National League Cricket was an annual cricket tournament held in Nepal. It was administered by the Cricket Association of Nepal.

History 
The first organized league cricket in Nepal was held in 2002 as Birendra Memorial National League Cricket. Due to heavy rain, the final game set on 18 May between Biratnagar and Bhairahawa had to be cancelled and winners were declared on the basis of net run rate achieved before the final match. Biratnagar won the trophy with a run rate of +1.33 compared to +1.023 of Bhairahawa. The initial tournament was sponsored by Carlsberg.

In 2007, CAN signed sponsorship deals with Surya Nepal’s Shikhar Filter Kings, John Players and Standard Chartered Bank as the major sponsors of the revised national league and the national team for 5 years worth रु 20 Lakhs.

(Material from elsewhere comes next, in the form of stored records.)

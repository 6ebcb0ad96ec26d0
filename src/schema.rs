//! Manifest schema
//!
//! A manifest declares tags and content-generator grants:
//!
//! ```toml
//! [[tag]]
//! name = "ceph-3.1-rhel-7"
//! arches = "x86_64"
//! perm = "admin"
//!
//! [[tag.inheritance]]
//! parent = "ceph-3.1-rhel-7-base"
//! priority = 0
//!
//! [[tag.external_repos]]
//! repo = "centos7-cr"
//! priority = 5
//!
//! [tag.packages]
//! kdreyer = ["ceph", "ceph-ansible"]
//!
//! [[cg_access]]
//! name = "atomic-reactor"
//! user = "osbs-bot"
//! ```

use anyhow::{Context, Result};
use kojikit::{
    AccessGrant, DesiredTag, Extra, ExternalRepoBinding, InheritanceLink, PackageOwners,
    TagAttributes, TargetState,
};
use serde::{Deserialize, Serialize};
use std::collections::{BTreeMap, HashSet};
use std::fs;
use std::path::Path;
use thiserror::Error;

/// Problems found in a manifest before anything is sent to the hub
#[derive(Debug, Error)]
pub enum ManifestError {
    #[error("{0} entry has an empty name")]
    EmptyName(&'static str),

    #[error("tag '{0}' is declared more than once")]
    DuplicateTag(String),

    #[error("external repo '{repo}' is bound to tag '{tag}' more than once")]
    DuplicateRepo { tag: String, repo: String },

    #[error("package '{package}' of tag '{tag}' is declared for several owners")]
    ConflictingOwners { tag: String, package: String },

    #[error("{name}: {source}")]
    State {
        name: String,
        #[source]
        source: kojikit::Error,
    },
}

#[derive(Debug, Default, Serialize, Deserialize)]
#[serde(deny_unknown_fields)]
pub struct Manifest {
    #[serde(default)]
    pub tag: Vec<TagSpec>,

    #[serde(default)]
    pub cg_access: Vec<AccessSpec>,
}

#[derive(Debug, Default, Serialize, Deserialize)]
#[serde(deny_unknown_fields)]
pub struct TagSpec {
    pub name: String,

    #[serde(default = "default_state")]
    pub state: String,

    #[serde(default)]
    pub arches: Option<String>,

    /// Permission label; an empty string means no permission
    #[serde(default)]
    pub perm: Option<String>,

    #[serde(default)]
    pub locked: bool,

    #[serde(default)]
    pub maven_support: bool,

    #[serde(default)]
    pub maven_include_all: bool,

    #[serde(default)]
    pub extra: Extra,

    #[serde(default)]
    pub inheritance: Vec<InheritanceLink>,

    /// Omitted leaves the tag's bindings alone; `[]` removes them all
    #[serde(default)]
    pub external_repos: Option<Vec<ExternalRepoBinding>>,

    /// Owner to package names; empty leaves the package list alone
    #[serde(default)]
    pub packages: PackageOwners,
}

#[derive(Debug, Serialize, Deserialize)]
#[serde(deny_unknown_fields)]
pub struct AccessSpec {
    /// Content generator name
    pub name: String,

    pub user: String,

    #[serde(default = "default_state")]
    pub state: String,
}

fn default_state() -> String {
    TargetState::Present.to_string()
}

fn parse_state(name: &str, state: &str) -> Result<TargetState, ManifestError> {
    state.parse().map_err(|source| ManifestError::State {
        name: name.to_string(),
        source,
    })
}

impl Manifest {
    /// Load a manifest from a TOML file
    pub fn load(path: &Path) -> Result<Self> {
        let content = fs::read_to_string(path)
            .with_context(|| format!("Could not read manifest: {}", path.display()))?;
        Self::parse(&content).with_context(|| format!("Invalid manifest {}", path.display()))
    }

    pub fn parse(content: &str) -> Result<Self> {
        let manifest: Self = toml::from_str(content).context("Invalid TOML format")?;
        manifest.validate()?;
        Ok(manifest)
    }

    /// Check the manifest for mistakes that would only surface mid-run
    pub fn validate(&self) -> Result<(), ManifestError> {
        let mut names = HashSet::new();
        for spec in &self.tag {
            if spec.name.trim().is_empty() {
                return Err(ManifestError::EmptyName("tag"));
            }
            if !names.insert(spec.name.as_str()) {
                return Err(ManifestError::DuplicateTag(spec.name.clone()));
            }
            parse_state(&spec.name, &spec.state)?;

            let mut repos = HashSet::new();
            for binding in spec.external_repos.iter().flatten() {
                if !repos.insert(binding.repo.as_str()) {
                    return Err(ManifestError::DuplicateRepo {
                        tag: spec.name.clone(),
                        repo: binding.repo.clone(),
                    });
                }
            }

            let mut owned = BTreeMap::new();
            for (owner, packages) in &spec.packages {
                for package in packages {
                    if owned.insert(package.as_str(), owner.as_str()).is_some() {
                        return Err(ManifestError::ConflictingOwners {
                            tag: spec.name.clone(),
                            package: package.clone(),
                        });
                    }
                }
            }
        }

        for access in &self.cg_access {
            if access.name.trim().is_empty() {
                return Err(ManifestError::EmptyName("content generator"));
            }
            if access.user.trim().is_empty() {
                return Err(ManifestError::EmptyName("user"));
            }
            parse_state(&access.name, &access.state)?;
        }

        Ok(())
    }

    /// Desired state of every declared tag, in manifest order
    pub fn desired_tags(&self) -> Result<Vec<DesiredTag>, ManifestError> {
        self.tag.iter().map(TagSpec::to_desired).collect()
    }

    /// Declared content-generator grants, in manifest order
    pub fn grants(&self) -> Result<Vec<AccessGrant>, ManifestError> {
        self.cg_access.iter().map(AccessSpec::to_grant).collect()
    }
}

impl TagSpec {
    pub fn to_desired(&self) -> Result<DesiredTag, ManifestError> {
        let state = parse_state(&self.name, &self.state)?;
        if state == TargetState::Absent {
            return Ok(DesiredTag::absent(&self.name));
        }

        let attributes = TagAttributes {
            arches: self.arches.clone(),
            perm: self.perm.clone().filter(|p| !p.is_empty()),
            locked: self.locked,
            maven_support: self.maven_support,
            maven_include_all: self.maven_include_all,
            extra: self.extra.clone(),
        };

        let desired = self
            .inheritance
            .iter()
            .fold(DesiredTag::new(&self.name), |tag, link| {
                tag.with_parent(&link.parent, link.priority)
            })
            .with_attributes(attributes)
            .with_external_repos(self.external_repos.clone())
            .with_packages(self.packages.clone());
        Ok(desired)
    }
}

impl AccessSpec {
    pub fn to_grant(&self) -> Result<AccessGrant, ManifestError> {
        Ok(AccessGrant {
            generator: self.name.clone(),
            user: self.user.clone(),
            state: parse_state(&self.name, &self.state)?,
        })
    }
}

#[cfg(test)]
mod tests {
    use super::*;
    use kojikit::{Declared, ExtraValue};
    use tempfile::TempDir;

    const SAMPLE: &str = r#"
[[tag]]
name = "ceph-3.1-rhel-7"
arches = "x86_64"
perm = "admin"
locked = true

[tag.extra]
"mock.package_manager" = "dnf"
"rpm.macro.dist" = ".el7cp"

[[tag.inheritance]]
parent = "ceph-3.1-rhel-7-base"
priority = 0

[[tag.external_repos]]
repo = "centos7-cr"
priority = 5

[tag.packages]
kdreyer = ["ceph", "ceph-ansible"]

[[tag]]
name = "ceph-2-rhel-7"
state = "absent"

[[cg_access]]
name = "atomic-reactor"
user = "osbs-bot"
"#;

    #[test]
    fn test_parse_sample() {
        let manifest = Manifest::parse(SAMPLE).unwrap();
        assert_eq!(manifest.tag.len(), 2);
        assert_eq!(manifest.cg_access.len(), 1);

        let tags = manifest.desired_tags().unwrap();
        let tag = &tags[0];
        assert_eq!(tag.attributes.arches.as_deref(), Some("x86_64"));
        assert!(tag.attributes.locked);
        assert_eq!(
            tag.attributes.extra.get("rpm.macro.dist"),
            Some(&ExtraValue::from(".el7cp"))
        );
        assert_eq!(tag.inheritance[0].to_string(), "ceph-3.1-rhel-7-base (priority 0)");
        assert_eq!(
            tag.external_repos.entries(),
            Some(&[ExternalRepoBinding::new("centos7-cr", 5)][..])
        );
        assert!(tag.packages.non_empty().is_some());

        assert_eq!(tags[1].state, TargetState::Absent);

        let grants = manifest.grants().unwrap();
        assert_eq!(grants[0].state, TargetState::Present);
        assert_eq!(grants[0].generator, "atomic-reactor");
    }

    #[test]
    fn test_external_repos_sentinel() {
        let omitted = Manifest::parse("[[tag]]\nname = \"a\"\n").unwrap();
        assert_eq!(
            omitted.desired_tags().unwrap()[0].external_repos,
            Declared::Unset
        );

        let empty = Manifest::parse("[[tag]]\nname = \"a\"\nexternal_repos = []\n").unwrap();
        assert_eq!(
            empty.desired_tags().unwrap()[0].external_repos,
            Declared::Empty
        );
    }

    #[test]
    fn test_empty_packages_unmanaged() {
        let manifest = Manifest::parse("[[tag]]\nname = \"a\"\n[tag.packages]\n").unwrap();
        assert!(manifest.desired_tags().unwrap()[0].packages.non_empty().is_none());
    }

    #[test]
    fn test_empty_perm_is_none() {
        let manifest = Manifest::parse("[[tag]]\nname = \"a\"\nperm = \"\"\n").unwrap();
        assert_eq!(manifest.desired_tags().unwrap()[0].attributes.perm, None);
    }

    #[test]
    fn test_invalid_state() {
        let err = Manifest::parse("[[tag]]\nname = \"a\"\nstate = \"gone\"\n").unwrap_err();
        let inner = err.downcast_ref::<ManifestError>().unwrap();
        assert!(matches!(
            inner,
            ManifestError::State {
                source: kojikit::Error::InvalidTargetState(_),
                ..
            }
        ));
    }

    #[test]
    fn test_duplicate_tag() {
        let err = Manifest::parse("[[tag]]\nname = \"a\"\n[[tag]]\nname = \"a\"\n").unwrap_err();
        assert!(matches!(
            err.downcast_ref::<ManifestError>(),
            Some(ManifestError::DuplicateTag(name)) if name == "a"
        ));
    }

    #[test]
    fn test_duplicate_repo() {
        let content = r#"
[[tag]]
name = "a"
external_repos = [{ repo = "r", priority = 1 }, { repo = "r", priority = 2 }]
"#;
        let err = Manifest::parse(content).unwrap_err();
        assert!(matches!(
            err.downcast_ref::<ManifestError>(),
            Some(ManifestError::DuplicateRepo { .. })
        ));
    }

    #[test]
    fn test_conflicting_owners() {
        let content = r#"
[[tag]]
name = "a"
[tag.packages]
alice = ["ceph"]
bob = ["ceph"]
"#;
        let err = Manifest::parse(content).unwrap_err();
        assert!(matches!(
            err.downcast_ref::<ManifestError>(),
            Some(ManifestError::ConflictingOwners { package, .. }) if package == "ceph"
        ));
    }

    #[test]
    fn test_empty_names() {
        assert!(Manifest::parse("[[tag]]\nname = \" \"\n").is_err());
        assert!(Manifest::parse("[[cg_access]]\nname = \"g\"\nuser = \"\"\n").is_err());
    }

    #[test]
    fn test_unknown_field_rejected() {
        assert!(Manifest::parse("[[tag]]\nname = \"a\"\narch = \"x86_64\"\n").is_err());
    }

    #[test]
    fn test_load_from_file() {
        let tmp = TempDir::new().unwrap();
        let path = tmp.path().join("tags.toml");
        fs::write(&path, SAMPLE).unwrap();
        let manifest = Manifest::load(&path).unwrap();
        assert_eq!(manifest.tag[0].name, "ceph-3.1-rhel-7");

        let missing = Manifest::load(&tmp.path().join("nope.toml")).unwrap_err();
        assert!(missing.to_string().contains("Could not read manifest"));
    }
}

In 2008, the league was sponsored by Surya Nepal under the name of Springwood One Day National League held from March 28 to April 7. The event had all teams competing in round-robin league rather than in groups of three as used in past. In 2009, the league was sponsored by Pepsi and Standard Chartered Bank and the tournaments were held under the name Pepsi Standard Chartered National One Day and Twenty20 Cricket Tournament for the next five years. From the year 2011, two new departmental teams, the APF cricket team and Nepal Police cricket team joined the league. APF won the league in their first attempt. Nepal Police lost to APF in the one-day tournament but they won the Twenty20 tournament by defeating APF. Nepal Army cricket team joined the league in 2013. They also won the Twenty20 tournament in their first attempt. Nepal Police participated in the league only in 2011.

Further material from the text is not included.